The Spanish (Spain) released version cut part of the "boner" scene (the breasts-rugging and mud wrestlers on-screen). Later prints and current DVD and video releases are uncut.
After 20yrs - still a thought provoking Sci-fantasy
I 1st saw this movie in 1975, at the Students Union all night "sci-fi" event and as it was so off the horizon I loved it. The word plays, picture plays and complex storyline at 3.00 am in the morning were extremely entertaining. The basic themes it pretends of elites vs worker slaves, the boredom of eternal life, the decadence of forced idleness, the pureness of the macho noble savage are all interwoven in a Midsummer Nights fantasy futuristic world. I have to explain it is "British" so the special effects were limited . However, this left the actors with parts to act. Quite simply Zardoz was great, especially the name and how it unfolds. This was despite the fact even then we knew who would eventually win.. and the Union cinema was not Dolby.

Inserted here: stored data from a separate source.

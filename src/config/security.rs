use axum::http::{Request, Response};
use std::{
    env,
    task::{Context, Poll},
};
use tower::{Layer, Service};

/// Security header names
const X_CONTENT_TYPE_OPTIONS: &str = "X-Content-Type-Options";
const X_FRAME_OPTIONS: &str = "X-Frame-Options";
const STRICT_TRANSPORT_SECURITY: &str = "Strict-Transport-Security";
const CONTENT_SECURITY_POLICY: &str = "Content-Security-Policy";
const REFERRER_POLICY: &str = "Referrer-Policy";

/// Security header values
const NOSNIFF: &str = "nosniff";
const DENY: &str = "DENY";
const HSTS_VALUE: &str = "max-age=31536000; includeSubDomains";
const CSP_API_VALUE: &str = "default-src 'none'; frame-ancestors 'none'";
const REFERRER_POLICY_VALUE: &str = "strict-origin-when-cross-origin";

#[derive(Clone)]
pub struct SecurityHeadersLayer {
    include_hsts: bool,
}

impl SecurityHeadersLayer {
    pub fn new(include_hsts: bool) -> Self {
        Self { include_hsts }
    }

    pub fn from_env() -> Self {
        let is_production = env::var("RUST_ENV")
            .map(|v| v.to_lowercase() == "production")
            .unwrap_or(false);

        if is_production {
            tracing::info!("Security: HSTS header enabled (production mode)");
        }

        Self::new(is_production)
    }
}

impl<S> Layer<S> for SecurityHeadersLayer {
    type Service = SecurityHeadersService<S>;

    fn layer(&self, inner: S) -> Self::Service {
        SecurityHeadersService {
            inner,
            include_hsts: self.include_hsts,
        }
    }
}

#[derive(Clone)]
pub struct SecurityHeadersService<S> {
    inner: S,
    include_hsts: bool,
}

impl<S, ReqBody, ResBody> Service<Request<ReqBody>> for SecurityHeadersService<S>
where
    S: Service<Request<ReqBody>, Response = Response<ResBody>>,
    ResBody: Default,
{
    type Response = S::Response;
    type Error = S::Error;
    type Future = SecurityHeadersFuture<S::Future>;

    fn poll_ready(&mut self, cx: &mut Context<'_>) -> Poll<Result<(), Self::Error>> {
        self.inner.poll_ready(cx)
    }

    fn call(&mut self, request: Request<ReqBody>) -> Self::Future {
        SecurityHeadersFuture {
            future: self.inner.call(request),
            include_hsts: self.include_hsts,
        }
    }
}

#[pin_project::pin_project]
pub struct SecurityHeadersFuture<F> {
    #[pin]
    future: F,
    include_hsts: bool,
}

impl<F, ResBody, E> std::future::Future for SecurityHeadersFuture<F>
where
    F: std::future::Future<Output = Result<Response<ResBody>, E>>,
{
    type Output = Result<Response<ResBody>, E>;

    fn poll(self: std::pin::Pin<&mut Self>, cx: &mut Context<'_>) -> Poll<Self::Output> {
        let this = self.project();

        match this.future.poll(cx) {
            Poll::Ready(Ok(mut response)) => {
                let headers = response.headers_mut();

                headers.insert(X_CONTENT_TYPE_OPTIONS, NOSNIFF.parse().unwrap());
                headers.insert(X_FRAME_OPTIONS, DENY.parse().unwrap());
                headers.insert(CONTENT_SECURITY_POLICY, CSP_API_VALUE.parse().unwrap());
                headers.insert(REFERRER_POLICY, REFERRER_POLICY_VALUE.parse().unwrap());

                // Only meaningful on HTTPS deployments
                if *this.include_hsts {
                    headers.insert(STRICT_TRANSPORT_SECURITY, HSTS_VALUE.parse().unwrap());
                }

                Poll::Ready(Ok(response))
            }
            Poll::Ready(Err(e)) => Poll::Ready(Err(e)),
            Poll::Pending => Poll::Pending,
        }
    }
}

pub fn create_security_headers_layer() -> SecurityHeadersLayer {
    SecurityHeadersLayer::from_env()
}
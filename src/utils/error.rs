use axum::http::StatusCode;
use axum::response::{IntoResponse, Response};
use thiserror::Error;
use tracing::error;

use crate::auth::AuthError;
use crate::store::StoreError;
use crate::tickets::TicketError;
use crate::utils::response::error as error_response;

#[derive(Debug, Error)]
pub enum AppError {
    #[error("Validation error: {0}")]
    ValidationError(String),

    #[error("Authentication error: {0}")]
    AuthError(String),

    #[error("Resource not found: {0}")]
    NotFound(String),

    #[error("Conflict: {0}")]
    Conflict(String),

    #[error("Database error")]
    DatabaseError(#[from] sqlx::Error),

    #[error("Internal server error")]
    InternalServerError(String),
}

impl AppError {
    pub fn status_code(&self) -> StatusCode {
        match self {
            AppError::ValidationError(_) => StatusCode::BAD_REQUEST,
            AppError::AuthError(_) => StatusCode::UNAUTHORIZED,
            AppError::NotFound(_) => StatusCode::NOT_FOUND,
            AppError::Conflict(_) => StatusCode::CONFLICT,
            AppError::DatabaseError(_) => StatusCode::INTERNAL_SERVER_ERROR,
            AppError::InternalServerError(_) => StatusCode::INTERNAL_SERVER_ERROR,
        }
    }

    pub fn code(&self) -> &'static str {
        match self {
            AppError::ValidationError(_) => "VALIDATION_ERROR",
            AppError::AuthError(_) => "AUTH_ERROR",
            AppError::NotFound(_) => "NOT_FOUND",
            AppError::Conflict(_) => "CONFLICT",
            AppError::DatabaseError(_) => "DATABASE_ERROR",
            AppError::InternalServerError(_) => "INTERNAL_SERVER_ERROR",
        }
    }

    fn log(&self) {
        match self {
            AppError::ValidationError(msg)
            | AppError::AuthError(msg)
            | AppError::NotFound(msg)
            | AppError::Conflict(msg)
            | AppError::InternalServerError(msg) => {
                error!(error = ?self, message = %msg, "Application error");
            }
            AppError::DatabaseError(e) => {
                error!(error = ?e, "Database error");
            }
        }
    }
}

impl IntoResponse for AppError {
    fn into_response(self) -> Response {
        let status = self.status_code();
        let code = self.code();

        // Log internal details
        self.log();

        // Only expose high-level message to the client
        let public_message = match &self {
            AppError::ValidationError(msg)
            | AppError::AuthError(msg)
            | AppError::NotFound(msg)
            | AppError::Conflict(msg)
            | AppError::InternalServerError(msg) => msg.clone(),
            AppError::DatabaseError(_) => "A database error occurred".to_string(),
        };

        error_response(code, public_message, None, status)
    }
}

impl From<StoreError> for AppError {
    fn from(e: StoreError) -> Self {
        match e {
            StoreError::Database(e) => AppError::DatabaseError(e),
            StoreError::SeatsExhausted(_) => AppError::Conflict(e.to_string()),
            StoreError::Decode { .. } => AppError::InternalServerError(e.to_string()),
        }
    }
}

impl From<TicketError> for AppError {
    fn from(e: TicketError) -> Self {
        match e {
            TicketError::MatchNotFound(_) => AppError::NotFound(e.to_string()),
            TicketError::NoTicketsAvailable(_) => AppError::Conflict(e.to_string()),
            TicketError::Store(inner) => inner.into(),
        }
    }
}

impl From<AuthError> for AppError {
    fn from(e: AuthError) -> Self {
        match e {
            AuthError::MissingUsername | AuthError::MissingPassword => {
                AppError::ValidationError(e.to_string())
            }
            AuthError::InvalidCredentials | AuthError::AccountDisabled => {
                AppError::AuthError(e.to_string())
            }
            AuthError::UsernameTaken | AuthError::EmailTaken => AppError::Conflict(e.to_string()),
            AuthError::Hash(_) => AppError::InternalServerError("password hashing failed".into()),
            AuthError::Store(inner) => inner.into(),
        }
    }
}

I saw it again in the 90's and I was rather depressed, somehow my memory of great film was overwritten. It seemed so pretentious. John Alderton seemed fresh out of `please sir', Sean Connery at bit too macho etc etc. The whole thing so terribly amateur. The cast of typecast British TV / Movie stars waffling through some clever student sci-fi 1984-cum-Brave New World thing, brought to screen with a bad script.. Mind you I thought similar things about `Oh Lucky man the 2nd time around. It was rather like seeing an old flame many years later somehow the chemistry was gone and perhaps love is blind.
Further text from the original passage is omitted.